EXERCISE REQUIREMENTS: What is needed here is an exact repetition of the records below, beginning at the line that has "SSE streaming, message" and stopping after the line that has "pub mod sse;".

DATA LISTING:
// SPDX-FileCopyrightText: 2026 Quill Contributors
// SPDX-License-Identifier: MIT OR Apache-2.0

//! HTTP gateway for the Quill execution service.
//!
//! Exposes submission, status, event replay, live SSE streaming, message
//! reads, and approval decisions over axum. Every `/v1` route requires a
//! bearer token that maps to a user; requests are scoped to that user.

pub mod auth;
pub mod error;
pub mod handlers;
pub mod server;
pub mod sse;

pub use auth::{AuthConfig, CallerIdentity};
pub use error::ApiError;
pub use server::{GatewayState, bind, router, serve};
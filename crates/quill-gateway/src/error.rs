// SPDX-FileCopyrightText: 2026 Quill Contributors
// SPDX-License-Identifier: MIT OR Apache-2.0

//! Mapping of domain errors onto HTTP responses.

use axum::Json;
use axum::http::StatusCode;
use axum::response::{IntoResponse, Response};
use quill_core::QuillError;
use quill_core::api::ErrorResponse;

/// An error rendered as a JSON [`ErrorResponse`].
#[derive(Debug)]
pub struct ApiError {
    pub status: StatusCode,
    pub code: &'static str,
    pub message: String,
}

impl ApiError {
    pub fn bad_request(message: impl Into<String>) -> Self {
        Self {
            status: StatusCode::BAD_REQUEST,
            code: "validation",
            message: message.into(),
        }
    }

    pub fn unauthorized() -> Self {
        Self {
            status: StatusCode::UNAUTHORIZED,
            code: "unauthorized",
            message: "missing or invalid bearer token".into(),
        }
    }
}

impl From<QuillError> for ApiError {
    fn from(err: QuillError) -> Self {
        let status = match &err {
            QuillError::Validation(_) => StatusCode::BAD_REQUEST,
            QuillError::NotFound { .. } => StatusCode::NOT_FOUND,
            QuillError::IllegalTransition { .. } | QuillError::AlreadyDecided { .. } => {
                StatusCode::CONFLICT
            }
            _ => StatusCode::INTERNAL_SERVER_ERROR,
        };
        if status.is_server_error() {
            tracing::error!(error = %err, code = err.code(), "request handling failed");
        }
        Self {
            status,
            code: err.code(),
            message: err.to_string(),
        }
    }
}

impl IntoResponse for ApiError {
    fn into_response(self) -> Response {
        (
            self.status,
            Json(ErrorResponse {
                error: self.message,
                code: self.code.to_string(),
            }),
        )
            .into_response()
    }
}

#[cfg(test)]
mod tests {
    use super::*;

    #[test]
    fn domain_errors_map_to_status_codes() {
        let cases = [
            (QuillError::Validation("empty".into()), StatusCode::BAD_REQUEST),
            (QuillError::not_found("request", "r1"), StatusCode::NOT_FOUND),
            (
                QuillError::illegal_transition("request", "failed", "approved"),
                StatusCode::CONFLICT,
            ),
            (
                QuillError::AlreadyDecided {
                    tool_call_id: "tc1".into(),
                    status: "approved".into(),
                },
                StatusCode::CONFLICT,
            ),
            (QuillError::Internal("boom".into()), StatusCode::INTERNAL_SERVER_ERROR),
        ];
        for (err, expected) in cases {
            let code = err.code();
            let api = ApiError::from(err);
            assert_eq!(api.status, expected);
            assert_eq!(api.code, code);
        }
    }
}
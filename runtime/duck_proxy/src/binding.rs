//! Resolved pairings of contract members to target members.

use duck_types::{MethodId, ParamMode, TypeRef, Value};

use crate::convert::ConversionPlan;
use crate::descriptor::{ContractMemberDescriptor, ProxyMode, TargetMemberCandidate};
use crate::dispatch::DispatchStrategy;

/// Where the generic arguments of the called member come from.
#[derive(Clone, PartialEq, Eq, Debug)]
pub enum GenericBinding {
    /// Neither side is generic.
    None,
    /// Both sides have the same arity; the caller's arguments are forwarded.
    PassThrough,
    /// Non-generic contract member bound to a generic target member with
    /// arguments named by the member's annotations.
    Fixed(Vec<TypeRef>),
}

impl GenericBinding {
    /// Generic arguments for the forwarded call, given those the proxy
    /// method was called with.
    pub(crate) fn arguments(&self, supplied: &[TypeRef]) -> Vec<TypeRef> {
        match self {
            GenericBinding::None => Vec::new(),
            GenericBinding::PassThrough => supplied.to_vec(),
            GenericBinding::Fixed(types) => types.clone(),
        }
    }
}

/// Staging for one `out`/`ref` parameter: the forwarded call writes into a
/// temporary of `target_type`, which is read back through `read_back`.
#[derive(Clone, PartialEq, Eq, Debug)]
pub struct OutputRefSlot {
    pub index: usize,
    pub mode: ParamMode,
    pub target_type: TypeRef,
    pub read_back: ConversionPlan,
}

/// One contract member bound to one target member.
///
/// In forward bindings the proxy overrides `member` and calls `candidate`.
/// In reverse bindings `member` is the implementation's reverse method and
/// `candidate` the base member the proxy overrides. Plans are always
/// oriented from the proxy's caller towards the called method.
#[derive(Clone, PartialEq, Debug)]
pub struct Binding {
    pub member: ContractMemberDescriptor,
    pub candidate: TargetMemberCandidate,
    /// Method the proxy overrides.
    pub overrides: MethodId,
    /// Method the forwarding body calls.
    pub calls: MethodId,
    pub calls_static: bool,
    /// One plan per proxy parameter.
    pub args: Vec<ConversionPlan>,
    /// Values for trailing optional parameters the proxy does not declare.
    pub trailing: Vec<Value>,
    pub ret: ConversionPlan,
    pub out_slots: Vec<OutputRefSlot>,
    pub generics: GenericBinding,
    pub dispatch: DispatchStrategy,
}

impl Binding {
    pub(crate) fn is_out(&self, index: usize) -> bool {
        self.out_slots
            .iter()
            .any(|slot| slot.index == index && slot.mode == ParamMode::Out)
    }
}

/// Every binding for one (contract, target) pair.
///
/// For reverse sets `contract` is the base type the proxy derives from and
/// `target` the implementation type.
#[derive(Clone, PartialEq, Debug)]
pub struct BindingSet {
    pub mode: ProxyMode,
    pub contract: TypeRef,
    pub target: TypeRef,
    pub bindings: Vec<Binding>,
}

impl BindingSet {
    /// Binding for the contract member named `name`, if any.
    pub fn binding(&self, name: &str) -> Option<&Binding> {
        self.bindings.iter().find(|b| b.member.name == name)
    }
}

ANSWER TO THE PROBLEM:
//! Exposes submission, status, event replay, live SSE streaming, message
//! reads, and approval decisions over axum. Every `/v1` route requires a
//! bearer token that maps to a user; requests are scoped to that user.

pub mod auth;
pub mod error;
pub mod handlers;
pub mod server;
pub mod sse;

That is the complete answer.